Friday, January 9, 2009

The Best Seat In the House Might Be Backstage

English National Opera will be broadcasting an opera from backstage with its upcoming La bohème so viewers can see "all of that furious paddling under the water that you don't normally see," said John Berry, ENO's artistic director.

As someone who has seen plenty of opera from the wings, it truly is a sight to behold. Of course it does not replace seeing an opera from the audience, but it truly is orchestrated chaos and I think the average opera goer would be surprised to learn how many people are backstage making the show happen.

(The answer: ALOT, just take a look at everyone involved with Samson and Delilah in the picture).

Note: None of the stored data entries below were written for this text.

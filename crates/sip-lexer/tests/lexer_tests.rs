//! Lexer and parser-base scenarios
//!
//! Exercises the engine through its public API the way a header grammar
//! would drive it:
//! - parameter parsing after a `;`
//! - quoted values and comments keeping their escapes
//! - numbers followed by other text
//! - keyword tables: case handling, isolation, failure recovery

use rvoip_sip_lexer::prelude::*;

fn init_tracing() {
    let _ = tracing_subscriber::fmt()
        .with_env_filter("rvoip_sip_lexer=trace")
        .with_test_writer()
        .try_init();
}

const BYE: u32 = KEYWORD_START + 1;
const INVITE: u32 = KEYWORD_START + 2;

#[test]
fn test_tag_parameter_after_semicolon() {
    init_tracing();
    let mut parser = CoreParser::new(";tag=abc123");
    parser.lexer_mut().match_token(TokenType::Char(b';')).unwrap();

    let nv = parser.name_value(b'=').unwrap();
    assert_eq!(nv, NameValue::new("tag", Some("abc123")));
    assert!(!nv.is_value_quoted());
    assert_eq!(nv.to_string(), "tag=abc123");
    assert!(!parser.lexer().has_more());
}

#[test]
fn test_quoted_realm() {
    let mut parser = CoreParser::new("realm=\"example.com\"");
    let nv = parser.name_value(b'=').unwrap();
    assert_eq!(nv, NameValue::new("realm", Some("example.com")).quoted());
    assert_eq!(nv.to_string(), "realm=\"example.com\"");
}

#[test]
fn test_comment_keeps_escape() {
    let mut lexer = Lexer::new(CHAR_LEXER, "(hello \\) world) rest");
    let comment = lexer.comment().unwrap();
    assert_eq!(comment, "hello \\) world");
    assert_eq!(lexer.rest(), " rest");
}

#[test]
fn test_number_then_text() {
    let mut lexer = Lexer::new(CHAR_LEXER, "5061abc");
    assert_eq!(lexer.number().unwrap(), 5061);
    assert_eq!(lexer.rest(), "abc");
    assert_eq!(lexer.match_token(TokenType::Id).unwrap().value(), "abc");
}

#[test]
fn test_keyword_preserves_input_casing() {
    for input in ["bye", "Bye", "BYE"] {
        let mut lexer = Lexer::new("method_keywordLexer", input);
        lexer.add_keyword("BYE", BYE);
        let tok = lexer.match_token(TokenType::keyword(BYE)).unwrap();
        assert_eq!(tok.value(), input);
        assert_eq!(tok.token_type(), TokenType::Keyword(BYE));
        assert_eq!(lexer.current_match(), Some(&tok));
    }
}

#[test]
fn test_table_isolation() {
    let mut lexer = Lexer::new("A", "INVITE");
    lexer.add_keyword("INVITE", INVITE);

    lexer.select_table("B");
    assert!(lexer.match_token(TokenType::keyword(INVITE)).is_err());
    assert_eq!(lexer.position(), 0);
    // Without the keyword the text is just an identifier
    assert_eq!(lexer.peek_token().unwrap().token_type(), TokenType::Id);

    lexer.select_table("A");
    assert!(lexer.match_token(TokenType::keyword(INVITE)).is_ok());
}

#[test]
fn test_failed_keyword_rewinds_by_default() {
    let mut lexer = Lexer::new("method_keywordLexer", "INVITE sip:bob@biloxi.com");
    lexer.add_keyword("BYE", BYE);
    lexer.add_keyword("INVITE", INVITE);

    let err = lexer.match_token(TokenType::keyword(BYE)).unwrap_err();
    assert_eq!(
        err,
        Error::UnexpectedToken {
            expected: "BYE".to_string(),
            found: "INVITE".to_string(),
            position: 0,
        }
    );
    assert_eq!(err.position(), Some(0));
    assert_eq!(lexer.position(), 0);
    assert_eq!(lexer.match_token(TokenType::keyword(INVITE)).unwrap().value(), "INVITE");
}

#[test]
fn test_failed_keyword_legacy_consumption() {
    let config = ParserConfig::new()
        .with_legacy_keyword_consumption()
        .with_initial_table("method_keywordLexer");
    let mut lexer = Lexer::with_config("INVITE sip:bob@biloxi.com", &config);
    lexer.add_keyword("BYE", BYE);

    let mark = lexer.mark();
    assert!(lexer.match_token(TokenType::keyword(BYE)).is_err());
    assert_eq!(lexer.position(), 6);
    lexer.rewind(mark);
    assert_eq!(lexer.next_id(), "INVITE");
}

#[test]
fn test_peek_then_consume_saved() {
    let mut lexer = Lexer::new(CHAR_LEXER, "branch=z9hG4bK776asdhds");
    let tokens = lexer.peek_tokens(2);
    assert_eq!(tokens.len(), 2);
    assert_eq!(tokens[0].value(), "branch");
    assert_eq!(tokens[1].token_type(), TokenType::Char(b'='));
    assert_eq!(lexer.position(), 0);

    lexer.cursor_mut().consume_saved();
    assert_eq!(lexer.rest(), "z9hG4bK776asdhds");
}

#[test]
fn test_end_of_input() {
    let mut lexer = Lexer::new(CHAR_LEXER, "");
    let err = lexer.peek_token().unwrap_err();
    assert!(err.is_end_of_input());
    assert!(lexer.match_token(TokenType::Digit).unwrap_err().is_end_of_input());
    assert!(lexer.lookahead(0).is_err());
    assert!(lexer.peek_tokens(3).is_empty());
}

#[test]
fn test_rule_tracing_enabled() {
    init_tracing();
    let config = ParserConfig::new().with_rule_tracing();
    let mut parser = CoreParser::with_config("transport=tcp; lr", &config);
    parser.peek_line("nameValueList");
    let list = parser.name_value_list(b'=', b';').unwrap();
    assert_eq!(list.to_string(), "transport=tcp;lr");
    assert_eq!(parser.nesting_level(), 0);
}
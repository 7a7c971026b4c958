/*
 * net.rs
 * Copyright (C) 2026 Chris Burdess
 *
 * This file is part of Sockhttp, a minimal HTTP/1.1 client over raw sockets.
 *
 * Sockhttp is free software: you can redistribute it and/or modify
 * it under the terms of the GNU General Public License as published by
 * the Free Software Foundation, either version 3 of the License, or
 * (at your option) any later version.
 *
 * Sockhttp is distributed in the hope that it will be useful,
 * but WITHOUT ANY WARRANTY; without even the implied warranty of
 * MERCHANTABILITY or FITNESS FOR A PARTICULAR PURPOSE.  See the
 * GNU General Public License for more details.
 *
 * You should have received a copy of the GNU General Public License
 * along with Sockhttp.  If not, see <http://www.gnu.org/licenses/>.
 */

//! TLS helpers: wrap a connected TcpStream with rustls (implicit TLS, SNI = host).
//!
//! Each call builds its own client config and connector; nothing is cached
//! between requests.

use std::io;
use std::sync::Arc;

use tokio::net::TcpStream;
use tokio_rustls::client::TlsStream;
use tokio_rustls::rustls::client::ClientConfig;
use tokio_rustls::rustls::crypto::ring;
use tokio_rustls::rustls::pki_types::ServerName;
use tokio_rustls::rustls::RootCertStore;
use tokio_rustls::TlsConnector;

/// Build a root certificate store: platform native certs first, then webpki-roots as fallback.
fn build_root_store() -> RootCertStore {
    let mut root_store = RootCertStore::empty();
    match rustls_native_certs::load_native_certs() {
        Ok(certs) => {
            let (added, ignored) = root_store.add_parsable_certificates(certs);
            log::debug!("loaded {} native root certificates ({} ignored)", added, ignored);
        }
        Err(e) => log::debug!("native root certificates unavailable: {}", e),
    }
    if root_store.is_empty() {
        root_store.roots = webpki_roots::TLS_SERVER_ROOTS.iter().cloned().collect();
    }
    root_store
}

/// TLS client config for HTTP/1.1 (ALPN `http/1.1`, default trust validation, no client auth).
pub fn http_client_config() -> io::Result<Arc<ClientConfig>> {
    let mut config = ClientConfig::builder_with_provider(Arc::new(ring::default_provider()))
        .with_safe_default_protocol_versions()
        .map_err(|e| io::Error::new(io::ErrorKind::Other, e))?
        .with_root_certificates(build_root_store())
        .with_no_client_auth();
    config.alpn_protocols = vec![b"http/1.1".to_vec()];
    Ok(Arc::new(config))
}

/// SNI server name for a host (DNS name or IP literal).
pub fn server_name(host: &str) -> io::Result<ServerName<'static>> {
    ServerName::try_from(host.to_string())
        .map_err(|_| io::Error::new(io::ErrorKind::InvalidInput, format!("invalid host name: {}", host)))
}

/// Perform the TLS handshake over an already connected TCP stream.
/// A handshake that times out keeps its `TimedOut` kind; any other failure is `Other`.
pub async fn upgrade_to_tls(tcp: TcpStream, host: &str) -> io::Result<TlsStream<TcpStream>> {
    let name = server_name(host)?;
    let connector = TlsConnector::from(http_client_config()?);
    connector.connect(name, tcp).await.map_err(|e| handshake_error(host, e))
}

fn handshake_error(host: &str, e: io::Error) -> io::Error {
    let kind = match e.kind() {
        io::ErrorKind::TimedOut => io::ErrorKind::TimedOut,
        _ => io::ErrorKind::Other,
    };
    io::Error::new(kind, format!("TLS handshake with {} failed: {}", host, e))
}
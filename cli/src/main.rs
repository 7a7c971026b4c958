/*
 * main.rs
 * Copyright (C) 2026 Chris Burdess
 *
 * This file is part of Sockhttp, a minimal HTTP/1.1 client over raw sockets.
 *
 * Sockhttp is free software: you can redistribute it and/or modify
 * it under the terms of the GNU General Public License as published by
 * the Free Software Foundation, either version 3 of the License, or
 * (at your option) any later version.
 *
 * Sockhttp is distributed in the hope that it will be useful,
 * but WITHOUT ANY WARRANTY; without even the implied warranty of
 * MERCHANTABILITY or FITNESS FOR A PARTICULAR PURPOSE.  See the
 * GNU General Public License for more details.
 *
 * You should have received a copy of the GNU General Public License
 * along with Sockhttp.  If not, see <http://www.gnu.org/licenses/>.
 */

//! sockhttp: send one HTTP request, print the final status code.

mod app;

use std::process::ExitCode;

use anyhow::{Context, Result};
use clap::Parser;
use sockhttp_core::save_response;

use crate::app::{App, Commands};

fn init_logging(verbose: bool) {
    let default_filter = if verbose { "debug" } else { "warn" };
    env_logger::Builder::from_env(env_logger::Env::default().default_filter_or(default_filter)).init();
}

fn run(cmd: Commands) -> Result<()> {
    let (method, common, body) = cmd.into_parts()?;
    let options = common.options()?;
    let response = sockhttp_core::request(method, &common.url, body, options)
        .with_context(|| format!("{} {}", method, common.url))?;
    println!("{}", response.status_code());
    if common.save {
        let path = save_response(&response, &common.output_dir)
            .with_context(|| format!("cannot save response to {}", common.output_dir.display()))?;
        println!("saved to {}", path.display());
    }
    Ok(())
}

fn main() -> ExitCode {
    let app = App::parse();
    init_logging(app.verbose);
    match run(app.cmd) {
        Ok(()) => ExitCode::SUCCESS,
        Err(e) => {
            log::debug!("{:?}", e);
            eprintln!("error: {:#}", e);
            ExitCode::FAILURE
        }
    }
}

Here at San Diego Opera we've gotten to showing a scene change during intermission for one opera each season. It is widely popular with a large portion of the audience staying to watch the scene change and applauding when it is complete. Then there is OperaSpotlight, our program that offers glimpses into the backstage activity of each production. You can tune into OperaSpotlight when it premieres later this month on January 23rd on UCSD-TV.

-- Edward


AriaGirl said...

Loving this! We're always looking to get patrons involved backstage - maybe interactive experiences are the way to draw in that younger crowd that's looking for an art form and experience they can get involved in beyond just attending performances.

Smorg said...

I like getting to see scene changing stuff at the opera, too (though can sympathize with some folks who complain about backstage stuff being shown while music is playing in some HD broadcast to theaters). It really helps me better appreciate the efforts that make the opera experience possible.

I have trouble keeping 4 lab techs in sync in a small medical lab... You guys keep bus loads of them in sync so effortlessly it's amazing!